## Work to be completed
What follows is a set of records, each of which is to be written out exactly.

## Data in this exercise
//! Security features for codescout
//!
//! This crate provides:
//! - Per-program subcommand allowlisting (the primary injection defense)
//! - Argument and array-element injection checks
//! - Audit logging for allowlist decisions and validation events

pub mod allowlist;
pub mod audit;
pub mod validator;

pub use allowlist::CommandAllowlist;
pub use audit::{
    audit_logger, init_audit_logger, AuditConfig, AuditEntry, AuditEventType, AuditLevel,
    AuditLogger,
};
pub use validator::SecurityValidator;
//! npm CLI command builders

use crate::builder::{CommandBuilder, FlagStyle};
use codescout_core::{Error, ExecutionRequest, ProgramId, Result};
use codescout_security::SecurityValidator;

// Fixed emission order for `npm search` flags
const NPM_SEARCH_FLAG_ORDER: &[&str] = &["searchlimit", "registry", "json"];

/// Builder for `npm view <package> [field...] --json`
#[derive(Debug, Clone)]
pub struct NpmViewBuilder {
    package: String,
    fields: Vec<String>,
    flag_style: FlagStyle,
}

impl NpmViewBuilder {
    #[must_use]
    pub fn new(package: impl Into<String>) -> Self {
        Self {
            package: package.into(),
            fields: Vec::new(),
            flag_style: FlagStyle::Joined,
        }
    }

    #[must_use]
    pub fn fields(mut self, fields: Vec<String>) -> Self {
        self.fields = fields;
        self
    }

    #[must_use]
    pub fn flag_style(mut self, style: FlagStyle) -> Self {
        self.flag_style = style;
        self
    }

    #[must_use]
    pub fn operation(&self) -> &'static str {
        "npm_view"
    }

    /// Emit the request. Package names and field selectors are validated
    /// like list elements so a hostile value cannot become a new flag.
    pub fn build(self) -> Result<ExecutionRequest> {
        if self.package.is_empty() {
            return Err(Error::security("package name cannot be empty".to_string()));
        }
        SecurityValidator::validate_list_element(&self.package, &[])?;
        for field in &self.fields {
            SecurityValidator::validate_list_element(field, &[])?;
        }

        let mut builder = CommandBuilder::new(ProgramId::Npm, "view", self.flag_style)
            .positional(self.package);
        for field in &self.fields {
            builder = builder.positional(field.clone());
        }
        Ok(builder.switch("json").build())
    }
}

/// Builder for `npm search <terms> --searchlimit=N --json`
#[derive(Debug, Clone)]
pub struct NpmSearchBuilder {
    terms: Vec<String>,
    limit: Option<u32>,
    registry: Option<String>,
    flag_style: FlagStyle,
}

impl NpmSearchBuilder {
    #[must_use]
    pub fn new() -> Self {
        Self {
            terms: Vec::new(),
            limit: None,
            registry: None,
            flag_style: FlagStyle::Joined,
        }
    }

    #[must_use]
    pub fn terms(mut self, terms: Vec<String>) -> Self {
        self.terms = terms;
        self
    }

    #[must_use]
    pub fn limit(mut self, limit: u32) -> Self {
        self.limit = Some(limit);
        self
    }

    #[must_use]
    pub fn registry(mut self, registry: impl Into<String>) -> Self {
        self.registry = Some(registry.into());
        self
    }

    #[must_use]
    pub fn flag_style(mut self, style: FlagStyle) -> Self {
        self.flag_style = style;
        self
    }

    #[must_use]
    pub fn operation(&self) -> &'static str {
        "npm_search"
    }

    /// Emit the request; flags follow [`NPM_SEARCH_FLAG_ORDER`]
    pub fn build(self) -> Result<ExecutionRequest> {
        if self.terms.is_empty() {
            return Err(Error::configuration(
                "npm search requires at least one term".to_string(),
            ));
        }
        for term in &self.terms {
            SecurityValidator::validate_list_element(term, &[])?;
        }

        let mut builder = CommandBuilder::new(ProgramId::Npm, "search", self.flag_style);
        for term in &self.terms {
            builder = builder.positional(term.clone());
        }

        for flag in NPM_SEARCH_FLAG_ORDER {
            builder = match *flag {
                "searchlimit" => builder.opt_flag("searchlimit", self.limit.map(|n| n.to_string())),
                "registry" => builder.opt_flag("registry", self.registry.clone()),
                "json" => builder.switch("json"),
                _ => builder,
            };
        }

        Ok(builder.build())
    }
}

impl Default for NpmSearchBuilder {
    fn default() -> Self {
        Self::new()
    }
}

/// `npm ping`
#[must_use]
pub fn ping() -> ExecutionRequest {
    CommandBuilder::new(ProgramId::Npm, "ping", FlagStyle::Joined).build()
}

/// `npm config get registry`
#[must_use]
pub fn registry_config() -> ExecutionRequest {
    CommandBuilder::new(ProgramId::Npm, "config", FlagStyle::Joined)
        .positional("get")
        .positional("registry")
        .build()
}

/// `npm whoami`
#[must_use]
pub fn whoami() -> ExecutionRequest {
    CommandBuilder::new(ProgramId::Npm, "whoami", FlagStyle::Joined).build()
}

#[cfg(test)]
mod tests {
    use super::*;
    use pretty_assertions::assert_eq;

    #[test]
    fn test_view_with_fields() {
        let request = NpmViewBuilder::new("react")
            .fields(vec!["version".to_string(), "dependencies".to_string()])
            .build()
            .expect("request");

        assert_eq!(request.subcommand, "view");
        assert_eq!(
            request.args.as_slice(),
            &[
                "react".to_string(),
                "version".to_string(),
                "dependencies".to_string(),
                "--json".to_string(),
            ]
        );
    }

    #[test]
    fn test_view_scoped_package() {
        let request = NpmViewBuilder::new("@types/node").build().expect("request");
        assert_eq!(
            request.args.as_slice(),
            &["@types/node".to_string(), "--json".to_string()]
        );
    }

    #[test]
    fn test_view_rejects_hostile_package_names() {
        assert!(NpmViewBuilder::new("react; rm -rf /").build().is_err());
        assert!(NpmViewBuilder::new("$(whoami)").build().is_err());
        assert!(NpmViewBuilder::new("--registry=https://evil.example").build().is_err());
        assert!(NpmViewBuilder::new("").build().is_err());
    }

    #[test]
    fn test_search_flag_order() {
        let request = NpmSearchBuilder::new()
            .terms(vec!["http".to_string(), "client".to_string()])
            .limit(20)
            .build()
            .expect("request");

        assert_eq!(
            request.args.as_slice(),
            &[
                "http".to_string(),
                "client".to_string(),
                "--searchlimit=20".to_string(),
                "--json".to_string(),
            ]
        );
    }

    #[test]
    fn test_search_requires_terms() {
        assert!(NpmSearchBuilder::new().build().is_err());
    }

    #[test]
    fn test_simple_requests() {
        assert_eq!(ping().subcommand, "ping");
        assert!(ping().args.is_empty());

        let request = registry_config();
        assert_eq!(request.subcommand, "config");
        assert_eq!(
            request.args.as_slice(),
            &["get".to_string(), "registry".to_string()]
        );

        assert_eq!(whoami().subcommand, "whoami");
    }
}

## The completed task
//! Security features for codescout
//!
//! This crate provides:
//! - Per-program subcommand allowlisting (the primary injection defense)
//! - Argument and array-element injection checks
//! - Audit logging for allowlist decisions and validation events

pub mod allowlist;
pub mod audit;
pub mod validator;

pub use allowlist::CommandAllowlist;
pub use audit::{
    audit_logger, init_audit_logger, AuditConfig, AuditEntry, AuditEventType, AuditLevel,
    AuditLogger,
};
pub use validator::SecurityValidator;
//! npm CLI command builders

use crate::builder::{CommandBuilder, FlagStyle};
use codescout_core::{Error, ExecutionRequest, ProgramId, Result};
use codescout_security::SecurityValidator;

// Fixed emission order for `npm search` flags
const NPM_SEARCH_FLAG_ORDER: &[&str] = &["searchlimit", "registry", "json"];

/// Builder for `npm view <package> [field...] --json`
#[derive(Debug, Clone)]
pub struct NpmViewBuilder {
    package: String,
    fields: Vec<String>,
    flag_style: FlagStyle,
}

impl NpmViewBuilder {
    #[must_use]
    pub fn new(package: impl Into<String>) -> Self {
        Self {
            package: package.into(),
            fields: Vec::new(),
            flag_style: FlagStyle::Joined,
        }
    }

    #[must_use]
    pub fn fields(mut self, fields: Vec<String>) -> Self {
        self.fields = fields;
        self
    }

    #[must_use]
    pub fn flag_style(mut self, style: FlagStyle) -> Self {
        self.flag_style = style;
        self
    }

    #[must_use]
    pub fn operation(&self) -> &'static str {
        "npm_view"
    }

    /// Emit the request. Package names and field selectors are validated
    /// like list elements so a hostile value cannot become a new flag.
    pub fn build(self) -> Result<ExecutionRequest> {
        if self.package.is_empty() {
            return Err(Error::security("package name cannot be empty".to_string()));
        }
        SecurityValidator::validate_list_element(&self.package, &[])?;
        for field in &self.fields {
            SecurityValidator::validate_list_element(field, &[])?;
        }

        let mut builder = CommandBuilder::new(ProgramId::Npm, "view", self.flag_style)
            .positional(self.package);
        for field in &self.fields {
            builder = builder.positional(field.clone());
        }
        Ok(builder.switch("json").build())
    }
}

/// Builder for `npm search <terms> --searchlimit=N --json`
#[derive(Debug, Clone)]
pub struct NpmSearchBuilder {
    terms: Vec<String>,
    limit: Option<u32>,
    registry: Option<String>,
    flag_style: FlagStyle,
}

impl NpmSearchBuilder {
    #[must_use]
    pub fn new() -> Self {
        Self {
            terms: Vec::new(),
            limit: None,
            registry: None,
            flag_style: FlagStyle::Joined,
        }
    }

    #[must_use]
    pub fn terms(mut self, terms: Vec<String>) -> Self {
        self.terms = terms;
        self
    }

    #[must_use]
    pub fn limit(mut self, limit: u32) -> Self {
        self.limit = Some(limit);
        self
    }

    #[must_use]
    pub fn registry(mut self, registry: impl Into<String>) -> Self {
        self.registry = Some(registry.into());
        self
    }

    #[must_use]
    pub fn flag_style(mut self, style: FlagStyle) -> Self {
        self.flag_style = style;
        self
    }

    #[must_use]
    pub fn operation(&self) -> &'static str {
        "npm_search"
    }

    /// Emit the request; flags follow [`NPM_SEARCH_FLAG_ORDER`]
    pub fn build(self) -> Result<ExecutionRequest> {
        if self.terms.is_empty() {
            return Err(Error::configuration(
                "npm search requires at least one term".to_string(),
            ));
        }
        for term in &self.terms {
            SecurityValidator::validate_list_element(term, &[])?;
        }

        let mut builder = CommandBuilder::new(ProgramId::Npm, "search", self.flag_style);
        for term in &self.terms {
            builder = builder.positional(term.clone());
        }

        for flag in NPM_SEARCH_FLAG_ORDER {
            builder = match *flag {
                "searchlimit" => builder.opt_flag("searchlimit", self.limit.map(|n| n.to_string())),
                "registry" => builder.opt_flag("registry", self.registry.clone()),
                "json" => builder.switch("json"),
                _ => builder,
            };
        }

        Ok(builder.build())
    }
}

impl Default for NpmSearchBuilder {
    fn default() -> Self {
        Self::new()
    }
}

/// `npm ping`
#[must_use]
pub fn ping() -> ExecutionRequest {
    CommandBuilder::new(ProgramId::Npm, "ping", FlagStyle::Joined).build()
}

/// `npm config get registry`
#[must_use]
pub fn registry_config() -> ExecutionRequest {
    CommandBuilder::new(ProgramId::Npm, "config", FlagStyle::Joined)
        .positional("get")
        .positional("registry")
        .build()
}

/// `npm whoami`
#[must_use]
pub fn whoami() -> ExecutionRequest {
    CommandBuilder::new(ProgramId::Npm, "whoami", FlagStyle::Joined).build()
}

#[cfg(test)]
mod tests {
    use super::*;
    use pretty_assertions::assert_eq;

    #[test]
    fn test_view_with_fields() {
        let request = NpmViewBuilder::new("react")
            .fields(vec!["version".to_string(), "dependencies".to_string()])
            .build()
            .expect("request");

        assert_eq!(request.subcommand, "view");
        assert_eq!(
            request.args.as_slice(),
            &[
                "react".to_string(),
                "version".to_string(),
                "dependencies".to_string(),
                "--json".to_string(),
            ]
        );
    }

    #[test]
    fn test_view_scoped_package() {
        let request = NpmViewBuilder::new("@types/node").build().expect("request");
        assert_eq!(
            request.args.as_slice(),
            &["@types/node".to_string(), "--json".to_string()]
        );
    }

    #[test]
    fn test_view_rejects_hostile_package_names() {
        assert!(NpmViewBuilder::new("react; rm -rf /").build().is_err());
        assert!(NpmViewBuilder::new("$(whoami)").build().is_err());
        assert!(NpmViewBuilder::new("--registry=https://evil.example").build().is_err());
        assert!(NpmViewBuilder::new("").build().is_err());
    }

    #[test]
    fn test_search_flag_order() {
        let request = NpmSearchBuilder::new()
            .terms(vec!["http".to_string(), "client".to_string()])
            .limit(20)
            .build()
            .expect("request");

        assert_eq!(
            request.args.as_slice(),
            &[
                "http".to_string(),
                "client".to_string(),
                "--searchlimit=20".to_string(),
                "--json".to_string(),
            ]
        );
    }

    #[test]
    fn test_search_requires_terms() {
        assert!(NpmSearchBuilder::new().build().is_err());
    }

    #[test]
    fn test_simple_requests() {
        assert_eq!(ping().subcommand, "ping");
        assert!(ping().args.is_empty());

        let request = registry_config();
        assert_eq!(request.subcommand, "config");
        assert_eq!(
            request.args.as_slice(),
            &["get".to_string(), "registry".to_string()]
        );

        assert_eq!(whoami().subcommand, "whoami");
    }
}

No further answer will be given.